Every line from the start of the records below to the line containing "A payload is" should be retyped exactly, that line included, and no others.

[Given data Boundary: Start]

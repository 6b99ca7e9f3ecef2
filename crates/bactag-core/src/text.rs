//! XML mirror of envelopes and payloads, used for fixtures and diffable
//! test output.
//!
//! A payload is a flat sequence of leaf elements (`<value>3.14</value>`).
//! An envelope wraps that sequence in an element named after the variant's
//! type name. Header layout is not represented: decoding rebuilds the
//! canonical header, and context-class kinds carry a `tagNumber` element.
//! Unknown elements are ignored; a later element overrides an earlier one
//! of the same name.
//!
//! Carriage return, line feed and tab are written as character references so
//! that parsing does not normalise them. Text holding characters XML 1.0
//! cannot carry at all is written as hex instead (see `valueHex` on
//! character strings).

use alloc::format;
use alloc::string::{String, ToString};
use alloc::vec::Vec;
use core::fmt;
use core::str::FromStr;

use roxmltree::{Document, Node};

use crate::tag::{Envelope, TagClass, TagKind};
use crate::variants::{
    ApplicationBitString, ApplicationBoolean, ApplicationCharacterString, ApplicationDate,
    ApplicationDouble, ApplicationEnumerated, ApplicationNull, ApplicationObjectId,
    ApplicationOctetString, ApplicationReal, ApplicationSigned, ApplicationTime,
    ApplicationUnsigned, ClosingTag, ContextData, OpeningTag, Payload, TagBody,
};
use crate::EncodeError;

/// Wrapper element used to read a bare element sequence as one document.
const SEQUENCE_ROOT: &str = "fields";

/// What to do when the document ends before a required element was seen.
#[derive(Debug, Clone, Copy, PartialEq, Eq, Default)]
pub enum MissingField {
    /// Fail with [`TextError::MissingElement`].
    #[default]
    Reject,
    /// Use the zero value of the field.
    UseDefault,
}

#[derive(Debug, Clone, Copy, PartialEq, Eq, Default)]
pub struct TextOptions {
    pub missing_field: MissingField,
}

impl TextOptions {
    pub const fn lenient() -> Self {
        Self {
            missing_field: MissingField::UseDefault,
        }
    }
}

#[derive(Debug, Clone, PartialEq, Eq)]
pub enum TextError {
    Xml(String),
    MissingRoot,
    UnknownType(String),
    MissingElement(&'static str),
    InvalidElement { name: String, value: String },
    Encode(EncodeError),
}

impl fmt::Display for TextError {
    fn fmt(&self, f: &mut fmt::Formatter<'_>) -> fmt::Result {
        match self {
            Self::Xml(msg) => write!(f, "malformed xml: {msg}"),
            Self::MissingRoot => f.write_str("document has no root element"),
            Self::UnknownType(name) => write!(f, "unknown tag type '{name}'"),
            Self::MissingElement(name) => write!(f, "missing element '{name}'"),
            Self::InvalidElement { name, value } => {
                write!(f, "invalid value '{value}' for element '{name}'")
            }
            Self::Encode(err) => write!(f, "inconsistent tag: {err}"),
        }
    }
}

impl std::error::Error for TextError {}

impl From<roxmltree::Error> for TextError {
    fn from(err: roxmltree::Error) -> Self {
        Self::Xml(err.to_string())
    }
}

/// Textual form of a payload variant.
pub trait TextBody: TagBody {
    fn to_fields(&self) -> Vec<(&'static str, String)>;

    fn from_fields(fields: &Fields, options: &TextOptions) -> Result<Self, TextError>;
}

/// Leaf elements collected from a document, in document order.
#[derive(Debug, Clone, Default, PartialEq, Eq)]
pub struct Fields {
    entries: Vec<(String, String)>,
}

impl Fields {
    /// Collects the top-level leaf elements of a bare element sequence.
    ///
    /// The input is a fragment, not a document: an XML declaration in front
    /// is skipped and a closing tag that would end the wrapper is rejected.
    pub fn read(xml: &str) -> Result<Self, TextError> {
        let xml = strip_declaration(xml);
        if xml.contains(&format!("</{SEQUENCE_ROOT}")) {
            return Err(TextError::Xml(format!(
                "unexpected closing tag '{SEQUENCE_ROOT}' in element sequence"
            )));
        }
        let wrapped = format!("<{SEQUENCE_ROOT}>{xml}</{SEQUENCE_ROOT}>");
        let doc = Document::parse(&wrapped)?;
        Ok(Self::collect(doc.root_element()))
    }

    /// Leaf children of `parent`. Elements with element children are skipped.
    fn collect(parent: Node<'_, '_>) -> Self {
        let mut fields = Self::default();
        for node in parent.children().filter(Node::is_element) {
            if node.children().any(|c| c.is_element()) {
                continue;
            }
            let value: String = node
                .children()
                .filter(Node::is_text)
                .filter_map(|c| c.text())
                .collect();
            fields.insert(node.tag_name().name(), value);
        }
        fields
    }

    pub fn insert(&mut self, name: impl Into<String>, value: impl Into<String>) {
        self.entries.push((name.into(), value.into()));
    }

    /// Text of the last element called `name`.
    pub fn get(&self, name: &str) -> Option<&str> {
        self.entries
            .iter()
            .rev()
            .find(|(n, _)| n == name)
            .map(|(_, v)| v.as_str())
    }

    pub fn len(&self) -> usize {
        self.entries.len()
    }

    pub fn is_empty(&self) -> bool {
        self.entries.is_empty()
    }

    fn missing(name: &'static str, options: &TextOptions) -> Result<(), TextError> {
        match options.missing_field {
            MissingField::Reject => Err(TextError::MissingElement(name)),
            MissingField::UseDefault => Ok(()),
        }
    }

    pub fn text(&self, name: &'static str, options: &TextOptions) -> Result<String, TextError> {
        match self.get(name) {
            Some(v) => Ok(v.to_string()),
            None => Self::missing(name, options).map(|()| String::new()),
        }
    }

    pub fn parse<T: FromStr + Default>(
        &self,
        name: &'static str,
        options: &TextOptions,
    ) -> Result<T, TextError> {
        match self.get(name) {
            Some(raw) => raw.trim().parse().map_err(|_| TextError::InvalidElement {
                name: name.to_string(),
                value: raw.to_string(),
            }),
            None => Self::missing(name, options).map(|()| T::default()),
        }
    }

    pub fn hex(&self, name: &'static str, options: &TextOptions) -> Result<Vec<u8>, TextError> {
        match self.get(name) {
            Some(raw) => hex::decode(raw.trim()).map_err(|_| TextError::InvalidElement {
                name: name.to_string(),
                value: raw.to_string(),
            }),
            None => Self::missing(name, options).map(|()| Vec::new()),
        }
    }
}

/// Shortest round-trip decimal; `NaN`, `INF` and `-INF` for special values.
pub fn format_f32(value: f32) -> String {
    if value.is_nan() {
        "NaN".to_string()
    } else if value.is_infinite() {
        let text = if value > 0.0 { "INF" } else { "-INF" };
        text.to_string()
    } else {
        value.to_string()
    }
}

pub fn format_f64(value: f64) -> String {
    if value.is_nan() {
        "NaN".to_string()
    } else if value.is_infinite() {
        let text = if value > 0.0 { "INF" } else { "-INF" };
        text.to_string()
    } else {
        value.to_string()
    }
}

fn strip_declaration(xml: &str) -> &str {
    let trimmed = xml.trim_start();
    if trimmed.starts_with("<?xml") {
        if let Some(end) = trimmed.find("?>") {
            return &trimmed[end + 2..];
        }
    }
    xml
}

/// Whether XML 1.0 can carry `text`, escaped, as element content.
pub(crate) fn is_xml_text(text: &str) -> bool {
    text.chars().all(|c| {
        matches!(c,
            '\t' | '\n' | '\r'
            | '\u{20}'..='\u{D7FF}'
            | '\u{E000}'..='\u{FFFD}'
            | '\u{10000}'..='\u{10FFFF}')
    })
}

fn escape(text: &str) -> String {
    let mut out = String::with_capacity(text.len());
    for c in text.chars() {
        match c {
            '&' => out.push_str("&amp;"),
            '<' => out.push_str("&lt;"),
            '>' => out.push_str("&gt;"),
            '"' => out.push_str("&quot;"),
            '\'' => out.push_str("&apos;"),
            '\t' => out.push_str("&#9;"),
            '\n' => out.push_str("&#10;"),
            '\r' => out.push_str("&#13;"),
            _ => out.push(c),
        }
    }
    out
}

fn push_element(out: &mut String, indent: &str, name: &str, value: &str) {
    out.push_str(indent);
    out.push_str(&format!("<{name}>{}</{name}>", escape(value)));
}

fn payload_fields(payload: &Payload) -> Vec<(&'static str, String)> {
    match payload {
        Payload::Null(v) => v.to_fields(),
        Payload::Boolean(v) => v.to_fields(),
        Payload::Unsigned(v) => v.to_fields(),
        Payload::Signed(v) => v.to_fields(),
        Payload::Real(v) => v.to_fields(),
        Payload::Double(v) => v.to_fields(),
        Payload::OctetString(v) => v.to_fields(),
        Payload::CharacterString(v) => v.to_fields(),
        Payload::BitString(v) => v.to_fields(),
        Payload::Enumerated(v) => v.to_fields(),
        Payload::Date(v) => v.to_fields(),
        Payload::Time(v) => v.to_fields(),
        Payload::ObjectId(v) => v.to_fields(),
        Payload::Context(v) => v.to_fields(),
        Payload::Opening(v) => v.to_fields(),
        Payload::Closing(v) => v.to_fields(),
    }
}

fn payload_from_fields(
    kind: TagKind,
    fields: &Fields,
    options: &TextOptions,
) -> Result<Payload, TextError> {
    let f = fields;
    let o = options;
    Ok(match kind {
        TagKind::Null => ApplicationNull::from_fields(f, o)?.into_payload(),
        TagKind::Boolean => ApplicationBoolean::from_fields(f, o)?.into_payload(),
        TagKind::Unsigned => ApplicationUnsigned::from_fields(f, o)?.into_payload(),
        TagKind::Signed => ApplicationSigned::from_fields(f, o)?.into_payload(),
        TagKind::Real => ApplicationReal::from_fields(f, o)?.into_payload(),
        TagKind::Double => ApplicationDouble::from_fields(f, o)?.into_payload(),
        TagKind::OctetString => ApplicationOctetString::from_fields(f, o)?.into_payload(),
        TagKind::CharacterString => ApplicationCharacterString::from_fields(f, o)?.into_payload(),
        TagKind::BitString => ApplicationBitString::from_fields(f, o)?.into_payload(),
        TagKind::Enumerated => ApplicationEnumerated::from_fields(f, o)?.into_payload(),
        TagKind::Date => ApplicationDate::from_fields(f, o)?.into_payload(),
        TagKind::Time => ApplicationTime::from_fields(f, o)?.into_payload(),
        TagKind::ObjectId => ApplicationObjectId::from_fields(f, o)?.into_payload(),
        TagKind::Context => ContextData::from_fields(f, o)?.into_payload(),
        TagKind::Opening => OpeningTag.into_payload(),
        TagKind::Closing => ClosingTag.into_payload(),
    })
}

/// Writes a payload's own element sequence, without a wrapper.
pub fn body_to_xml<T: TextBody>(body: &T) -> String {
    let mut out = String::new();
    for (name, value) in body.to_fields() {
        push_element(&mut out, "", name, &value);
    }
    out
}

/// Reads a payload from a bare element sequence.
pub fn body_from_xml<T: TextBody>(xml: &str, options: &TextOptions) -> Result<T, TextError> {
    T::from_fields(&Fields::read(xml)?, options)
}

pub fn to_xml(envelope: &Envelope) -> String {
    let name = envelope.type_name();
    let mut out = format!("<{name}>\n");
    if envelope.kind().class() == TagClass::Context {
        let tag_number = envelope.header().tag_number().to_string();
        push_element(&mut out, "  ", "tagNumber", &tag_number);
        out.push('\n');
    }
    for (field, value) in payload_fields(envelope.payload()) {
        push_element(&mut out, "  ", field, &value);
        out.push('\n');
    }
    out.push_str(&format!("</{name}>"));
    out
}

pub fn from_xml(xml: &str) -> Result<Envelope, TextError> {
    from_xml_with(xml, &TextOptions::default())
}

/// Reads the root element of `xml` as an envelope.
pub fn from_xml_with(xml: &str, options: &TextOptions) -> Result<Envelope, TextError> {
    if xml.trim().is_empty() {
        return Err(TextError::MissingRoot);
    }
    let doc = Document::parse(xml)?;
    let root = doc.root_element();
    let name = root.tag_name().name();
    let kind =
        TagKind::from_type_name(name).ok_or_else(|| TextError::UnknownType(name.to_string()))?;
    let fields = Fields::collect(root);
    log::trace!("read {} with {} fields", kind.type_name(), fields.len());

    let payload = payload_from_fields(kind, &fields, options)?;
    let envelope = match kind.class() {
        TagClass::Application => Envelope::from_payload(payload),
        TagClass::Context => {
            let tag_number: u8 = fields.parse("tagNumber", options)?;
            Envelope::context(tag_number, payload)
        }
    };
    envelope.map_err(TextError::Encode)
}
use bactag_core::text::{self, TextError, TextOptions};
use bactag_core::{Envelope, ParseError, SerializeError};
use clap::ValueEnum;
use thiserror::Error;

/// How decoded envelopes are printed.
#[derive(Debug, Clone, Copy, PartialEq, Eq, ValueEnum)]
pub enum OutputFormat {
    Debug,
    Xml,
    Json,
}

#[derive(Debug, Error)]
pub enum ToolError {
    #[error("invalid hex input: {0}")]
    Hex(#[from] hex::FromHexError),
    #[error("decode error: {0}")]
    Parse(#[from] ParseError),
    #[error("encode error: {0}")]
    Serialize(#[from] SerializeError),
    #[error("text error: {0}")]
    Text(#[from] TextError),
    #[error("json error: {0}")]
    Json(#[from] serde_json::Error),
    #[error("io error: {0}")]
    Io(#[from] std::io::Error),
}

/// Parses hex bytes, ignoring whitespace and `#` comments to end of line.
pub fn parse_hex(input: &str) -> Result<Vec<u8>, ToolError> {
    let digits: String = input
        .lines()
        .map(|line| line.split('#').next().unwrap_or(""))
        .flat_map(str::chars)
        .filter(|c| !c.is_whitespace())
        .collect();
    Ok(hex::decode(digits)?)
}

pub fn decode(bytes: &[u8]) -> Result<Vec<Envelope>, ToolError> {
    Ok(Envelope::parse_all(bytes)?)
}

pub fn render(envelopes: &[Envelope], format: OutputFormat) -> Result<String, ToolError> {
    match format {
        OutputFormat::Debug => Ok(envelopes
            .iter()
            .map(|env| format!("{env:#?}"))
            .collect::<Vec<_>>()
            .join("\n")),
        OutputFormat::Xml => Ok(envelopes
            .iter()
            .map(text::to_xml)
            .collect::<Vec<_>>()
            .join("\n")),
        OutputFormat::Json => Ok(serde_json::to_string_pretty(envelopes)?),
    }
}

/// Encodes one XML envelope document to lowercase hex.
pub fn encode_xml(xml: &str, options: &TextOptions) -> Result<String, ToolError> {
    let envelope = text::from_xml_with(xml, options)?;
    log::debug!(
        "encoding {} ({} bytes)",
        envelope.type_name(),
        envelope.length_in_bytes()
    );
    Ok(hex::encode(envelope.to_vec()?))
}

#[cfg(test)]
mod tests {
    use super::{decode, encode_xml, parse_hex, render, OutputFormat, ToolError};
    use bactag_core::text::{TextError, TextOptions};

    #[test]
    fn parse_hex_skips_comments_and_whitespace() {
        let input = "# real 3.14\n44 40 48\nF5 C3 # trailing\n";
        assert_eq!(parse_hex(input).unwrap(), [0x44, 0x40, 0x48, 0xF5, 0xC3]);
    }

    #[test]
    fn parse_hex_rejects_odd_digits() {
        assert!(matches!(parse_hex("44 4"), Err(ToolError::Hex(_))));
    }

    #[test]
    fn render_formats() {
        let envelopes = decode(&[0x44, 0x40, 0x48, 0xF5, 0xC3]).unwrap();
        let xml = render(&envelopes, OutputFormat::Xml).unwrap();
        assert!(xml.contains("<value>3.14</value>"), "{xml}");
        let json = render(&envelopes, OutputFormat::Json).unwrap();
        assert!(json.contains("3.14"), "{json}");
        let debug = render(&envelopes, OutputFormat::Debug).unwrap();
        assert!(debug.contains("ApplicationReal"), "{debug}");
    }

    #[test]
    fn encode_xml_to_hex() {
        let xml = "<ApplicationReal><value>3.14</value></ApplicationReal>";
        assert_eq!(
            encode_xml(xml, &TextOptions::default()).unwrap(),
            "444048f5c3"
        );
    }

    #[test]
    fn encode_xml_reports_missing_value() {
        let err = encode_xml("<ApplicationReal/>", &TextOptions::default()).unwrap_err();
        assert!(matches!(
            err,
            ToolError::Text(TextError::MissingElement("value"))
        ));
        assert_eq!(
            encode_xml("<ApplicationReal/>", &TextOptions::lenient()).unwrap(),
            "4400000000"
        );
    }

    #[test]
    fn truncated_input_is_a_decode_error() {
        assert!(matches!(decode(&[0x44, 0x40]), Err(ToolError::Parse(_))));
    }
}
//! Configuration schema definitions.
//!
//! All types derive Serde traits for deserialization from config files.

use serde::{Deserialize, Serialize};

/// Root configuration for the tracing demo service.
#[derive(Debug, Clone, Deserialize, Serialize, Default)]
#[serde(default)]
pub struct AppConfig {
    /// Listener configuration (bind address).
    pub listener: ListenerConfig,

    /// Method and request tracing settings.
    pub tracing: TraceConfig,

    /// Timeout configuration.
    pub timeouts: TimeoutConfig,

    /// Log subscriber settings.
    pub logging: LoggingConfig,

    /// Demo catalog settings.
    pub catalog: CatalogConfig,
}

/// Listener configuration.
#[derive(Debug, Clone, Deserialize, Serialize)]
#[serde(default)]
pub struct ListenerConfig {
    /// Bind address (e.g., "127.0.0.1:8080").
    pub bind_address: String,
}

impl Default for ListenerConfig {
    fn default() -> Self {
        Self {
            bind_address: "127.0.0.1:8080".to_string(),
        }
    }
}

/// Tracing switch and payload rendering limits.
#[derive(Debug, Clone, PartialEq, Eq, Deserialize, Serialize)]
#[serde(default)]
pub struct TraceConfig {
    /// Global on/off switch for both the invocation tracer and the
    /// boundary observer.
    pub enabled: bool,

    /// What to do when an argument or result cannot be serialized.
    pub on_serialize_error: SerializeFailure,

    /// Rendered payloads longer than this are truncated.
    pub max_payload_bytes: usize,

    /// Request bodies up to this size (by Content-Length) are buffered
    /// and logged; larger or unsized bodies stream through unlogged.
    pub max_body_bytes: usize,
}

impl Default for TraceConfig {
    fn default() -> Self {
        Self {
            enabled: true,
            on_serialize_error: SerializeFailure::Placeholder,
            max_payload_bytes: 4096,
            max_body_bytes: 64 * 1024,
        }
    }
}

/// Policy for payloads that fail to serialize.
#[derive(Debug, Clone, Copy, PartialEq, Eq, Deserialize, Serialize, Default)]
#[serde(rename_all = "snake_case")]
pub enum SerializeFailure {
    /// Log `<unserializable: reason>` and let the call proceed.
    #[default]
    Placeholder,
    /// Panic inside the traced call.
    Panic,
}

/// Timeout configuration.
#[derive(Debug, Clone, Deserialize, Serialize)]
#[serde(default)]
pub struct TimeoutConfig {
    /// Request timeout (total time for request/response) in seconds.
    pub request_secs: u64,
}

impl Default for TimeoutConfig {
    fn default() -> Self {
        Self { request_secs: 30 }
    }
}

/// Demo catalog configuration.
#[derive(Debug, Clone, Default, Deserialize, Serialize)]
#[serde(default)]
pub struct CatalogConfig {
    /// Simulated storage latency per catalog read or write, in milliseconds.
    pub latency_ms: u64,
}

/// Log subscriber configuration.
#[derive(Debug, Clone, Deserialize, Serialize)]
#[serde(default)]
pub struct LoggingConfig {
    /// Filter directives used when `RUST_LOG` is not set.
    pub filter: String,

    /// Output format.
    pub format: LogFormat,
}

impl Default for LoggingConfig {
    fn default() -> Self {
        Self {
            filter: "request_trace=debug,tower_http=info".to_string(),
            format: LogFormat::Pretty,
        }
    }
}

/// Log output format.
#[derive(Debug, Clone, Copy, PartialEq, Eq, Deserialize, Serialize, Default)]
#[serde(rename_all = "snake_case")]
pub enum LogFormat {
    /// Human-readable, for development.
    #[default]
    Pretty,
    /// One JSON object per line, for production.
    Json,
}

#[cfg(test)]
mod tests {
    use super::*;

    #[test]
    fn test_minimal_config_uses_defaults() {
        let config: AppConfig = toml::from_str("").unwrap();
        assert!(config.tracing.enabled);
        assert_eq!(config.tracing.on_serialize_error, SerializeFailure::Placeholder);
        assert_eq!(config.listener.bind_address, "127.0.0.1:8080");
        assert_eq!(config.logging.format, LogFormat::Pretty);
        assert_eq!(config.catalog.latency_ms, 0);
    }

    #[test]
    fn test_partial_sections() {
        let config: AppConfig = toml::from_str(
            r#"
            [tracing]
            enabled = false
            on_serialize_error = "panic"

            [logging]
            format = "json"

            [catalog]
            latency_ms = 15
            "#,
        )
        .unwrap();

        assert!(!config.tracing.enabled);
        assert_eq!(config.tracing.on_serialize_error, SerializeFailure::Panic);
        assert_eq!(config.tracing.max_payload_bytes, 4096);
        assert_eq!(config.logging.format, LogFormat::Json);
        assert_eq!(config.catalog.latency_ms, 15);
    }
}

[Given data Boundary: End]

Result of the task >>
repository 6b99ca7e9f3ecef2
filename crates/bactag-core/src/text.rs
//! XML mirror of envelopes and payloads, used for fixtures and diffable
//! test output.
//!
//! A payload is a flat sequence of leaf elements (`<value>3.14</value>`).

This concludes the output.